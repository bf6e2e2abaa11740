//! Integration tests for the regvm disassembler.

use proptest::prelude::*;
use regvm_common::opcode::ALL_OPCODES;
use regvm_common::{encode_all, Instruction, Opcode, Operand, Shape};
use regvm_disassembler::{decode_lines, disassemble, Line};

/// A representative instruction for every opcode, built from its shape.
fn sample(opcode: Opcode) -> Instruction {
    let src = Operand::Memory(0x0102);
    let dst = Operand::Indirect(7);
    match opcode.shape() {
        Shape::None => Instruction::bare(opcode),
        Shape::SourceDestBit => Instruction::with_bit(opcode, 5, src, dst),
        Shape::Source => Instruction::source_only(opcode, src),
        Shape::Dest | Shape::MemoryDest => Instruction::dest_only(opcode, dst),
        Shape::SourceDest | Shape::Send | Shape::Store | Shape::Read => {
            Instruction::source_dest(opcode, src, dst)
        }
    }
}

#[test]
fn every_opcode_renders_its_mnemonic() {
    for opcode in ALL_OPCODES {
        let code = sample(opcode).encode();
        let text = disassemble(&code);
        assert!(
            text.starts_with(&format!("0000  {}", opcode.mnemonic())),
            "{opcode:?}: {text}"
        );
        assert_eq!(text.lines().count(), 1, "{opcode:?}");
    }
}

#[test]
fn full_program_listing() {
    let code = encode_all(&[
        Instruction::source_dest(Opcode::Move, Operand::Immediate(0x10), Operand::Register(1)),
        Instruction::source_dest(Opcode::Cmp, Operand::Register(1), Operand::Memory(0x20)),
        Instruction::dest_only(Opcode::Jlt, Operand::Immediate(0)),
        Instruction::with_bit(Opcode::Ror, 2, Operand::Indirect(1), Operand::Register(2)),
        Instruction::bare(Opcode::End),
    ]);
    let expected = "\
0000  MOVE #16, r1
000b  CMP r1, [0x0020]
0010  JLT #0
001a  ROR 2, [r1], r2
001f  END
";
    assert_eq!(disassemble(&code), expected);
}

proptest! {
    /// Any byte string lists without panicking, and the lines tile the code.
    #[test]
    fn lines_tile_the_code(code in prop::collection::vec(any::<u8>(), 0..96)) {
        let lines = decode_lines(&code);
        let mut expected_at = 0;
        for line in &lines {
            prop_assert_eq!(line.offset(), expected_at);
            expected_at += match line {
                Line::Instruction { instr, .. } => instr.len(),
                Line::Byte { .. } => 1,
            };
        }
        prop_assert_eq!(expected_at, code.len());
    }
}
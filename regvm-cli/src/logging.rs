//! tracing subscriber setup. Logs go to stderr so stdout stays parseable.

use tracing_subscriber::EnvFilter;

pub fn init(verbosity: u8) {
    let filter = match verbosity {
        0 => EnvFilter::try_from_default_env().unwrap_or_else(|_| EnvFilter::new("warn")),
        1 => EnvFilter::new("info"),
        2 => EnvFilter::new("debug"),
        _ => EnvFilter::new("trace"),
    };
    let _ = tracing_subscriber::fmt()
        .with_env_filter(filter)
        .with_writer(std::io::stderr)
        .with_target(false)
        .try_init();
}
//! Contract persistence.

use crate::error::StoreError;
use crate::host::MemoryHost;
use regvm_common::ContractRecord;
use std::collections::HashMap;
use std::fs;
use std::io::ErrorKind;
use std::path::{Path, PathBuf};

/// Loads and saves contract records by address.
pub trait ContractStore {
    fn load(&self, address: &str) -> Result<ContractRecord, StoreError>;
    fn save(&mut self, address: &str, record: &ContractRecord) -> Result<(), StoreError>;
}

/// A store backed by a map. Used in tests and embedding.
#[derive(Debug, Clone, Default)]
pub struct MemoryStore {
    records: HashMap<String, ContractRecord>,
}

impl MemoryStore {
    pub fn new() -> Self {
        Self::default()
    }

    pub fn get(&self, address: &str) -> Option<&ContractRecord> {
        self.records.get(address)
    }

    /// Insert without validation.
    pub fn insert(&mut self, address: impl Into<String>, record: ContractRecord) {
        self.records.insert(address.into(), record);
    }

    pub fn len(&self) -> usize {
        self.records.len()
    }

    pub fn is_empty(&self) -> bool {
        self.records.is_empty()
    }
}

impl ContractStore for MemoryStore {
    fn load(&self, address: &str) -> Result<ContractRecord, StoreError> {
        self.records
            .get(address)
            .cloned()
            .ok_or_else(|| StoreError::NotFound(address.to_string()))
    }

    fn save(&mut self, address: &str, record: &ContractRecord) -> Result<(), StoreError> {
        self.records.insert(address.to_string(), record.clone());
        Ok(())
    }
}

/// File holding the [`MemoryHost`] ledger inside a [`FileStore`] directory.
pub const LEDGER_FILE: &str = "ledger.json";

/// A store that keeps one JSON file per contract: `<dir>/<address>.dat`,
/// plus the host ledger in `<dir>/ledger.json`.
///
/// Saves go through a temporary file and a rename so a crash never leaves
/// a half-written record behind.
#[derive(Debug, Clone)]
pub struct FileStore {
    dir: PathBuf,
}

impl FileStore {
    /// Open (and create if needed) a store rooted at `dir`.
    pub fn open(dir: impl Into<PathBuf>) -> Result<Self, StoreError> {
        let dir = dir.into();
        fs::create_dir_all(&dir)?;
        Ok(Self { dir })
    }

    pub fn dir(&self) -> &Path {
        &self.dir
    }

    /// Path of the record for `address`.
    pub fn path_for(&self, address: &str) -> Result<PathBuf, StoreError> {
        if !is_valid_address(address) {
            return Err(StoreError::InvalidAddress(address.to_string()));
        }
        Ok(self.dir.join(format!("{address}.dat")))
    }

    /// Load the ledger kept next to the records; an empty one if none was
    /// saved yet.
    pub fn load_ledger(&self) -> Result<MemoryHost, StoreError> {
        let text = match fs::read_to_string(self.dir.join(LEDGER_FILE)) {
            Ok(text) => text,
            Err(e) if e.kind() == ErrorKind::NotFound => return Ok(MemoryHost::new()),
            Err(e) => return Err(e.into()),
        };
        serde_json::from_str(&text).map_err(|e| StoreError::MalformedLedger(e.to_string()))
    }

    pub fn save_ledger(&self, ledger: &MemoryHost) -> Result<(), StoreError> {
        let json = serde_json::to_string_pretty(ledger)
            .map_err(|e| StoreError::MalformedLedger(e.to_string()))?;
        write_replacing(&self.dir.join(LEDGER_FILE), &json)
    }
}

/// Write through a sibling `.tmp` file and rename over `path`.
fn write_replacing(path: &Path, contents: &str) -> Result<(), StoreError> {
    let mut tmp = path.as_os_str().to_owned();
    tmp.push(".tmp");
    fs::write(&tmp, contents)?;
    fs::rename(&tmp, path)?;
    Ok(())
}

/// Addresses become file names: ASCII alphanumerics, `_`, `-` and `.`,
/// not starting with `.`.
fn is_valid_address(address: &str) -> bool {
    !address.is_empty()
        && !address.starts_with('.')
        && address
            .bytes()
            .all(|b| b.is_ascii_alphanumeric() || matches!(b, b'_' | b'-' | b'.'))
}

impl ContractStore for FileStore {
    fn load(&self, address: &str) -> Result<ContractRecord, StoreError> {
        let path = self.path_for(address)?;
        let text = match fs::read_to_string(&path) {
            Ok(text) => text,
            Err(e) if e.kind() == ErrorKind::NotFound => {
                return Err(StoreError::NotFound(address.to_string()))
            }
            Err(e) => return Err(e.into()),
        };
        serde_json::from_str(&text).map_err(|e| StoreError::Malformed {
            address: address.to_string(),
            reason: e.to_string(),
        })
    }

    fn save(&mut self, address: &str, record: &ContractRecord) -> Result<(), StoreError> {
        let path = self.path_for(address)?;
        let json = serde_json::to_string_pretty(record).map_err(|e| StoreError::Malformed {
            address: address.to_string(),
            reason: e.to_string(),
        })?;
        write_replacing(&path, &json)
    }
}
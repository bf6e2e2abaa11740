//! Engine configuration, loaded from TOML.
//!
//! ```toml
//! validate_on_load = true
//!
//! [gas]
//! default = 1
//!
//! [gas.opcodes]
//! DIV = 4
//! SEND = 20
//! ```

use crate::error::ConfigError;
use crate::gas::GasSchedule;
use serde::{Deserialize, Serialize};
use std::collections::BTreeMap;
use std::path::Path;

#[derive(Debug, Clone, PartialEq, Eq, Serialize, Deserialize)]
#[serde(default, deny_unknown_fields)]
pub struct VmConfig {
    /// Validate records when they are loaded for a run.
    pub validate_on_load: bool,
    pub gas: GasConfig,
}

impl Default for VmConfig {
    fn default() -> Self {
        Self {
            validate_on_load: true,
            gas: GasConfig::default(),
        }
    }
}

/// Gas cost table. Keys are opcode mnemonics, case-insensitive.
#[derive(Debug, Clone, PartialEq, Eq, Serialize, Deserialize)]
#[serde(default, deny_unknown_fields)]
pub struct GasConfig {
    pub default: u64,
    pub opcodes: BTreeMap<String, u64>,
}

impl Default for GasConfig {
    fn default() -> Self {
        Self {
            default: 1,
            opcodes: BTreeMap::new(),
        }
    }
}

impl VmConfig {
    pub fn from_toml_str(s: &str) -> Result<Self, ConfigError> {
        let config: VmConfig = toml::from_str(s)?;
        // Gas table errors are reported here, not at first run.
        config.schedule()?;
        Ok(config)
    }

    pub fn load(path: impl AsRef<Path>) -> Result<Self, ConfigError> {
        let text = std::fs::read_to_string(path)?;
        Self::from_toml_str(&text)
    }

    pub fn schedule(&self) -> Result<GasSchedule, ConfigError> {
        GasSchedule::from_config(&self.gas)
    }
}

==

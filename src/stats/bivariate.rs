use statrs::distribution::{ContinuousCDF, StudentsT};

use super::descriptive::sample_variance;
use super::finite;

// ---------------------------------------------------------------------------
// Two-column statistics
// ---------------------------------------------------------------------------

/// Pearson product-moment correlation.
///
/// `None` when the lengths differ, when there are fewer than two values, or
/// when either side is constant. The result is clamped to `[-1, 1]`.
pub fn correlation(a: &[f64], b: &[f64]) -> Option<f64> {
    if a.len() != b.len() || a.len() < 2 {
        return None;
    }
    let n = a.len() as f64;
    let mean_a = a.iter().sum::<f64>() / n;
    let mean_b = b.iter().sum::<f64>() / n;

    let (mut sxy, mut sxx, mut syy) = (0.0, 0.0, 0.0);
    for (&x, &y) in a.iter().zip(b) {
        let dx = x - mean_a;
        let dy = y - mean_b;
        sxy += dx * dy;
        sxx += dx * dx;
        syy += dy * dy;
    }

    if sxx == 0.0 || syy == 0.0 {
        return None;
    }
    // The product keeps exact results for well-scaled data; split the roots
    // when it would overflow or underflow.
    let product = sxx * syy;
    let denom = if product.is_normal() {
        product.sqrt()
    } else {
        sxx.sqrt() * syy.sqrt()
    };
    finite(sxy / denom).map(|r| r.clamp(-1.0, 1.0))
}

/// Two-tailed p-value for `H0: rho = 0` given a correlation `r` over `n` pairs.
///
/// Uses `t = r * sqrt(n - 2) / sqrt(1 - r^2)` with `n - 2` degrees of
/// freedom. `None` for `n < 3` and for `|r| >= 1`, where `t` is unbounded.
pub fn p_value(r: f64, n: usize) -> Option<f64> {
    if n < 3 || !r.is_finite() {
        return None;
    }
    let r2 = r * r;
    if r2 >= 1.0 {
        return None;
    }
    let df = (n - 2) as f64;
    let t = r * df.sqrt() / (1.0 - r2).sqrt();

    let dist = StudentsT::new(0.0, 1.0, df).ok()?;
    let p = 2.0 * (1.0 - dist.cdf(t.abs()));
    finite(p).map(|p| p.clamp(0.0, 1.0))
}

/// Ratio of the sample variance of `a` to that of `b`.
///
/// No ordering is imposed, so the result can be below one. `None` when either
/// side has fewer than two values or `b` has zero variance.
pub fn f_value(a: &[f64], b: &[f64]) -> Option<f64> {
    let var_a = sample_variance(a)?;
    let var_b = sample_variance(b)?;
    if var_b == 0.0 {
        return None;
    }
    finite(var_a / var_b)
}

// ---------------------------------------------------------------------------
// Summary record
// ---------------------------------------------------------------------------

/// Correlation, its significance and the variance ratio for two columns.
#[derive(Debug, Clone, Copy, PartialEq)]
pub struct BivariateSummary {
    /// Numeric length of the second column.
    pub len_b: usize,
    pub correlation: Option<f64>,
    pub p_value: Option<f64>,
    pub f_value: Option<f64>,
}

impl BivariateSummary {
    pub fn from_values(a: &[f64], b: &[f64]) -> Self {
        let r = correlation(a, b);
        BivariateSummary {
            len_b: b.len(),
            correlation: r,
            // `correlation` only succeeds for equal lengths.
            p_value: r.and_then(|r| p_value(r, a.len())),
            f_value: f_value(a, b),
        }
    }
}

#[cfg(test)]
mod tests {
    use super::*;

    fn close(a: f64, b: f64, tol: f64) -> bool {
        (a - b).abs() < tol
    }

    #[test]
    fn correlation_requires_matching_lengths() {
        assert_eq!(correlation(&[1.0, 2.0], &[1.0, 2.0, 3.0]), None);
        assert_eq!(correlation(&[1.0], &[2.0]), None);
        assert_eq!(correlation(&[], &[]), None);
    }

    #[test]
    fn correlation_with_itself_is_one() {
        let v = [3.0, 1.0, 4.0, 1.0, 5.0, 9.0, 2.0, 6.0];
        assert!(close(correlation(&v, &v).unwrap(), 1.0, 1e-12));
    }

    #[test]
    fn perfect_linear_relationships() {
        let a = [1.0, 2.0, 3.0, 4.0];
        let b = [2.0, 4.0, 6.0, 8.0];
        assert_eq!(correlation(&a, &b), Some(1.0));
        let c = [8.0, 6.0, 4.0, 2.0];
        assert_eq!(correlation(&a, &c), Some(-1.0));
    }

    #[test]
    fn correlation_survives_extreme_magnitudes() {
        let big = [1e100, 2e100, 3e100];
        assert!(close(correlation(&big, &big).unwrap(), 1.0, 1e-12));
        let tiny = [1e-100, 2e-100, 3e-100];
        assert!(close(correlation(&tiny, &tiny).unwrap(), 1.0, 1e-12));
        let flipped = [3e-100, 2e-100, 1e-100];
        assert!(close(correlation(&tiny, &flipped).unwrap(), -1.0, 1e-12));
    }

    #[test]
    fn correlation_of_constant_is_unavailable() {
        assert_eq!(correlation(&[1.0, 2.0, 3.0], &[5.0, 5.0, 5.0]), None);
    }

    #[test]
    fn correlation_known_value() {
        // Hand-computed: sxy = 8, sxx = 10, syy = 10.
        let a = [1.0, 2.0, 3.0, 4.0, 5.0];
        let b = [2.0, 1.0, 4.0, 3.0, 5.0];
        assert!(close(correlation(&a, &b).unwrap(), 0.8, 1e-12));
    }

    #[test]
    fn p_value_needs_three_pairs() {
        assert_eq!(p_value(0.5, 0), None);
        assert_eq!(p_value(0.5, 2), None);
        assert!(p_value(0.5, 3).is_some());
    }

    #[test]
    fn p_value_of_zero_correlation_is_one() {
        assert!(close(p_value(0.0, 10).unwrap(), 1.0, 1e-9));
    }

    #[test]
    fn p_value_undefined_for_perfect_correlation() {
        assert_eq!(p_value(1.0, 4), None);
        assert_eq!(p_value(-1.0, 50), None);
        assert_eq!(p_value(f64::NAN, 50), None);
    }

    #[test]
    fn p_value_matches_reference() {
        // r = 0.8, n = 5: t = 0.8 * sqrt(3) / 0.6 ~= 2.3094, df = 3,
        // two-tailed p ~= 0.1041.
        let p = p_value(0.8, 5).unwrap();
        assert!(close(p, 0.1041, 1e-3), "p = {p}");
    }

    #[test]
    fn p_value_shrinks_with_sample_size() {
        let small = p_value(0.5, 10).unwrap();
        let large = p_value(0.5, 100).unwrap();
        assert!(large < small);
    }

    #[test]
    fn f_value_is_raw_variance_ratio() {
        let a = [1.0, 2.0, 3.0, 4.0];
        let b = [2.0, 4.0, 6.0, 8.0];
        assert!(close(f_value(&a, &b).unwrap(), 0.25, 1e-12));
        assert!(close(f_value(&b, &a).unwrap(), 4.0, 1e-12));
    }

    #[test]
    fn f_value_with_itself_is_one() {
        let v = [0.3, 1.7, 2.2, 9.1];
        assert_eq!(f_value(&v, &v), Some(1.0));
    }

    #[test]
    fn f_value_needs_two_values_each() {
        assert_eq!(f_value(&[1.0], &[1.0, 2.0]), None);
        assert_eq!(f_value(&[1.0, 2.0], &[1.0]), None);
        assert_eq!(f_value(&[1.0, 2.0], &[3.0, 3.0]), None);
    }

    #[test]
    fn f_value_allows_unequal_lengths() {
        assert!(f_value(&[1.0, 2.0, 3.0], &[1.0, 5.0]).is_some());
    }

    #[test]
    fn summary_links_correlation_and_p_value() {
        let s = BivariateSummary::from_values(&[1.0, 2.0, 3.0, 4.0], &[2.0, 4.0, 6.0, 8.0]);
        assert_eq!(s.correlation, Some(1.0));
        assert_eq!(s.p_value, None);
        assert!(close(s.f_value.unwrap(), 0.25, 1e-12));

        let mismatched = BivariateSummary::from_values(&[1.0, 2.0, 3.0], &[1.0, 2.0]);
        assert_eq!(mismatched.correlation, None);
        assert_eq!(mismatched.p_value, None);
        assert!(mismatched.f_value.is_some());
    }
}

What this task involves
Show, from the material above, each line that includes the string "product".

Exercise output
/// Pearson product-moment correlation.
    // The product keeps exact results for well-scaled data; split the roots
    let product = sxx * syy;
    let denom = if product.is_normal() {
        product.sqrt()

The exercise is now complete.